I rarely admit it but I miss a lot of people who are inappropriate to miss.
Math, for example, across the country and likely drunk on wine and cheese, coding a personal calendar app running on his smartass mouth.
Or British David, who’d swing his laundry bag like a tennis racquet while I perched on the stone ledge, and we’d chat into the sweltering night in Hong Kong. Or even Dave from Dubai, who’d bartered for a t-shirt for me, at the markets with the lady who’d slapped his bicep; he was strangely calming. Or charming.
Anyways, once I start thinking about it, I can come up with a whole slew of people I miss and only causing myself trouble. When am I seeing these people again, really?
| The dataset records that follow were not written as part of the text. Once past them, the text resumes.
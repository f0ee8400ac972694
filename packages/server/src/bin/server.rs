//! Realtime match coordinator server.
//!
//! Run with:
//! ```not_rust
//! cargo run --bin goban-server
//! cargo run --bin goban-server -- --host 0.0.0.0 --port 3000
//! ```

use std::sync::Arc;

use clap::Parser;

use goban_server::{auth::HttpAuthClient, runner::run_server, state::AppState};
use goban_shared::logger::setup_logger;

#[derive(Parser, Debug)]
#[command(name = "goban-server")]
#[command(about = "Realtime coordinator for two-player matches", long_about = None)]
struct Args {
    /// Host address to bind the server to
    #[arg(short = 'H', long, default_value = "127.0.0.1")]
    host: String,

    /// Port number to bind the server to
    #[arg(short = 'p', long, default_value = "8080")]
    port: u16,

    /// Base URL of the account service used to verify bearer tokens
    #[arg(long, default_value = "http://127.0.0.1:8000")]
    auth_url: String,
}

#[tokio::main]
async fn main() {
    setup_logger(env!("CARGO_BIN_NAME"), "debug");

    let args = Args::parse();

    let auth = Arc::new(HttpAuthClient::new(args.auth_url));
    let state = AppState::new(auth);

    if let Err(e) = run_server(state, args.host, args.port).await {
        tracing::error!("Server error: {}", e);
        std::process::exit(1);
    }
}
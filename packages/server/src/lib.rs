//! Realtime coordinator for two-player matches.
//!
//! Clients authenticate with a bearer token, meet in the lobby to find an
//! opponent (matchmaking queue or direct invite), and are then moved into
//! a per-match room where moves and chat are relayed between the two
//! participants.

pub mod auth;
pub mod lobby;
pub mod registry;
pub mod room;
pub mod runner;
pub mod signal;
pub mod state;
pub mod ws;
//! Matchmaking queue: an ordered waiting list of users seeking an opponent.
//!
//! Pairing is FIFO: a new joiner is matched with the earliest-enqueued
//! other waiter. The declared level travels along as opponent metadata and
//! does not constrain pairing; a level-banding policy would slot into
//! [`MatchQueue::try_match`] if one is ever wanted.

use thiserror::Error;

/// A user's standing request for an opponent.
#[derive(Debug, Clone, PartialEq, Eq)]
pub struct QueueEntry {
    pub username: String,
    pub level: i32,
    pub enqueued_at: i64,
}

#[derive(Debug, Error, PartialEq, Eq)]
pub enum QueueError {
    #[error("already-queued")]
    AlreadyQueued,
    #[error("not-queued")]
    NotQueued,
}

/// Ordered matchmaking queue. At most one entry per username.
///
/// Not synchronized on its own; the lobby coordinator mutates it under the
/// lobby lock, so a join and its match scan are atomic with respect to
/// other connections.
#[derive(Default)]
pub struct MatchQueue {
    entries: Vec<QueueEntry>,
}

impl MatchQueue {
    pub fn new() -> Self {
        Self::default()
    }

    /// Add `username` to the back of the queue.
    pub fn join(&mut self, username: &str, level: i32, now: i64) -> Result<(), QueueError> {
        if self.contains(username) {
            return Err(QueueError::AlreadyQueued);
        }
        self.entries.push(QueueEntry {
            username: username.to_string(),
            level,
            enqueued_at: now,
        });
        Ok(())
    }

    /// Explicit leave; rejected when the user is not queued.
    pub fn leave(&mut self, username: &str) -> Result<(), QueueError> {
        if !self.contains(username) {
            return Err(QueueError::NotQueued);
        }
        self.entries.retain(|e| e.username != username);
        Ok(())
    }

    /// Silent removal for the disconnect cascade. Returns whether an entry
    /// was removed.
    pub fn remove(&mut self, username: &str) -> bool {
        let before = self.entries.len();
        self.entries.retain(|e| e.username != username);
        self.entries.len() != before
    }

    /// Pair `username` with the earliest-enqueued other waiter, removing
    /// both entries. Returns `(joiner, opponent)` on success, `None` when
    /// no opponent is waiting or `username` is not queued.
    pub fn try_match(&mut self, username: &str) -> Option<(QueueEntry, QueueEntry)> {
        self.entries.iter().position(|e| e.username == username)?;
        let opponent_pos = self.entries.iter().position(|e| e.username != username)?;

        let opponent = self.entries.remove(opponent_pos);
        let joiner_pos = self
            .entries
            .iter()
            .position(|e| e.username == username)
            .expect("joiner entry present");
        let joiner = self.entries.remove(joiner_pos);
        Some((joiner, opponent))
    }

    pub fn contains(&self, username: &str) -> bool {
        self.entries.iter().any(|e| e.username == username)
    }

    pub fn len(&self) -> usize {
        self.entries.len()
    }

    pub fn is_empty(&self) -> bool {
        self.entries.is_empty()
    }
}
My dad would describe bartending in Toronto, young and carefree, sneaking sips before his shift. Rising in the then-young field of tech, weekends consisted of movies and basketball with his friends until dark.
What I am thinking of lately is that my dad couldn’t sing at all, but he would listen to my piano practices. I would come across sheet music he’d copied for me and my heart would skip a bit.
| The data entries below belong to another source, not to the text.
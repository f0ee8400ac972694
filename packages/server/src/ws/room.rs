//! Room channel dispatch: attach, move and chat relay, leave.

use std::ops::ControlFlow;
use std::sync::Arc;
use std::sync::atomic::{AtomicBool, Ordering};

use axum::extract::ws::{Message, WebSocket};
use futures_util::stream::StreamExt;
use tokio::sync::mpsc;

use goban_shared::protocol::{RoomEvent, RoomRequest};

use crate::registry::{Channel, OutboundSender, RegistryError};
use crate::state::AppState;

use super::{decode_frame, pusher_loop};

pub(super) async fn run(socket: WebSocket, state: AppState, username: String, room_id: String) {
    let (sender, mut receiver) = socket.split();
    let (tx, rx) = mpsc::unbounded_channel();

    let registered = Arc::new(AtomicBool::new(false));

    let mut session = RoomSession {
        state: state.clone(),
        username: username.clone(),
        room_id,
        tx,
        registered: registered.clone(),
    };
    let mut recv_task = tokio::spawn(async move {
        while let Some(msg) = receiver.next().await {
            let msg = match msg {
                Ok(msg) => msg,
                Err(e) => {
                    tracing::debug!("WebSocket error for '{}': {}", session.username, e);
                    break;
                }
            };
            match msg {
                Message::Text(text) => {
                    if session.handle_text(&text).await.is_break() {
                        break;
                    }
                }
                Message::Close(_) => {
                    tracing::info!("'{}' closed the room connection", session.username);
                    break;
                }
                _ => {}
            }
        }
    });

    let mut send_task = pusher_loop(rx, sender);

    tokio::select! {
        _ = &mut recv_task => {
            // the cleanup below drops the remaining outbound senders, so the
            // pusher drains queued frames and exits on its own
        }
        _ = &mut send_task => recv_task.abort(),
    }

    if registered.load(Ordering::SeqCst) {
        state.disconnect(&username).await;
    }
}

struct RoomSession {
    state: AppState,
    username: String,
    room_id: String,
    tx: OutboundSender,
    registered: Arc<AtomicBool>,
}

impl RoomSession {
    fn push(&self, event: &RoomEvent) {
        if let Ok(frame) = serde_json::to_string(event) {
            let _ = self.tx.send(frame);
        }
    }

    fn push_error(&self, message: &str) {
        self.push(&RoomEvent::Error {
            message: message.to_string(),
        });
    }

    async fn handle_text(&mut self, text: &str) -> ControlFlow<()> {
        let request = match decode_frame::<RoomRequest>(text) {
            Ok(request) => request,
            Err(message) => {
                self.push_error(message);
                return ControlFlow::Continue(());
            }
        };

        if !self.registered.load(Ordering::SeqCst) {
            return match request {
                RoomRequest::Hello { username } => self.handle_hello(&username).await,
                _ => {
                    self.push_error("hello-first");
                    ControlFlow::Continue(())
                }
            };
        }

        match request {
            // A repeated hello is acknowledged, not re-attached.
            RoomRequest::Hello { .. } => {
                self.push(&RoomEvent::Joined {
                    room_id: self.room_id.clone(),
                });
                ControlFlow::Continue(())
            }
            RoomRequest::MovePlay { x, y } => self.handle_move(x, y).await,
            RoomRequest::ChatSend { message } => self.handle_chat(&message).await,
            RoomRequest::RoomLeave {} => self.handle_leave().await,
        }
    }

    async fn handle_hello(&mut self, claimed: &str) -> ControlFlow<()> {
        if claimed != self.username {
            tracing::warn!(
                "'{}' sent hello for '{}', rejecting",
                self.username,
                claimed
            );
            self.push_error("username-mismatch");
            return ControlFlow::Continue(());
        }
        match self
            .state
            .registry
            .register(
                &self.username,
                self.tx.clone(),
                Channel::Room(self.room_id.clone()),
            )
            .await
        {
            Ok(()) => self.registered.store(true, Ordering::SeqCst),
            Err(RegistryError::AlreadyConnected) => {
                tracing::warn!(
                    "'{}' already has a live session, rejecting this one",
                    self.username
                );
                self.push_error("already-connected");
                return ControlFlow::Break(());
            }
        }

        // Attach to the room. Failure closes the session; the cleanup
        // cascade will drop the registry entry.
        match self.state.rooms.join(&self.room_id, &self.username).await {
            Ok(already_present) => {
                tracing::info!("'{}' joined room {}", self.username, self.room_id);
                self.push(&RoomEvent::Joined {
                    room_id: self.room_id.clone(),
                });
                self.state
                    .send_room_event_many(
                        &already_present,
                        &RoomEvent::UserJoined {
                            username: self.username.clone(),
                        },
                    )
                    .await;
                ControlFlow::Continue(())
            }
            Err(e) => {
                self.push_error(&e.to_string());
                ControlFlow::Break(())
            }
        }
    }

    async fn handle_move(&self, x: i32, y: i32) -> ControlFlow<()> {
        match self.state.rooms.relay_move(&self.room_id, &self.username).await {
            Ok((targets, color)) => {
                self.state
                    .send_room_event_many(
                        &targets,
                        &RoomEvent::MovePlayed {
                            x,
                            y,
                            from: self.username.clone(),
                            color,
                        },
                    )
                    .await;
            }
            Err(e) => self.push_error(&e.to_string()),
        }
        ControlFlow::Continue(())
    }

    async fn handle_chat(&self, message: &str) -> ControlFlow<()> {
        match self.state.rooms.relay_chat(&self.room_id, &self.username).await {
            Ok(targets) => {
                self.state
                    .send_room_event_many(
                        &targets,
                        &RoomEvent::ChatMessage {
                            from: self.username.clone(),
                            message: message.to_string(),
                        },
                    )
                    .await;
            }
            Err(e) => self.push_error(&e.to_string()),
        }
        ControlFlow::Continue(())
    }

    async fn handle_leave(&self) -> ControlFlow<()> {
        let remaining = self.state.rooms.leave(&self.room_id, &self.username).await;
        self.state
            .send_room_event_many(
                &remaining,
                &RoomEvent::UserLeft {
                    username: self.username.clone(),
                },
            )
            .await;
        self.push(&RoomEvent::Left {
            room_id: self.room_id.clone(),
        });
        tracing::info!("'{}' left room {}", self.username, self.room_id);
        ControlFlow::Break(())
    }
}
Out of hundreds of pieces on the shelf, I’ve always returned to these favourites from all those years ago.
I remember my dad figuring out how to print the strange files, with his must-do attitude that always turns into can-do; our hack was taking screenshots of the pages and printing those.
I catch myself staring into the sunset wondering what he is doing up there.
Minutes pass and I notice the tall man by the window who stares back at me, wearing a slim-fit leather jacket with a messenger bag slung over his shoulder, like the one my dad carried all those years ago.
He is here, somewhere. I would love so much to give him a hug. It hurts, but I miss him. I also miss other people whom I can’t see right now.
Today, I’d like you to hug someone you love — and let them end it.
Because life goes on: day, by day, by day. And you just never know what life might bring in the future, but at least you can enjoy the moments you have together, right now.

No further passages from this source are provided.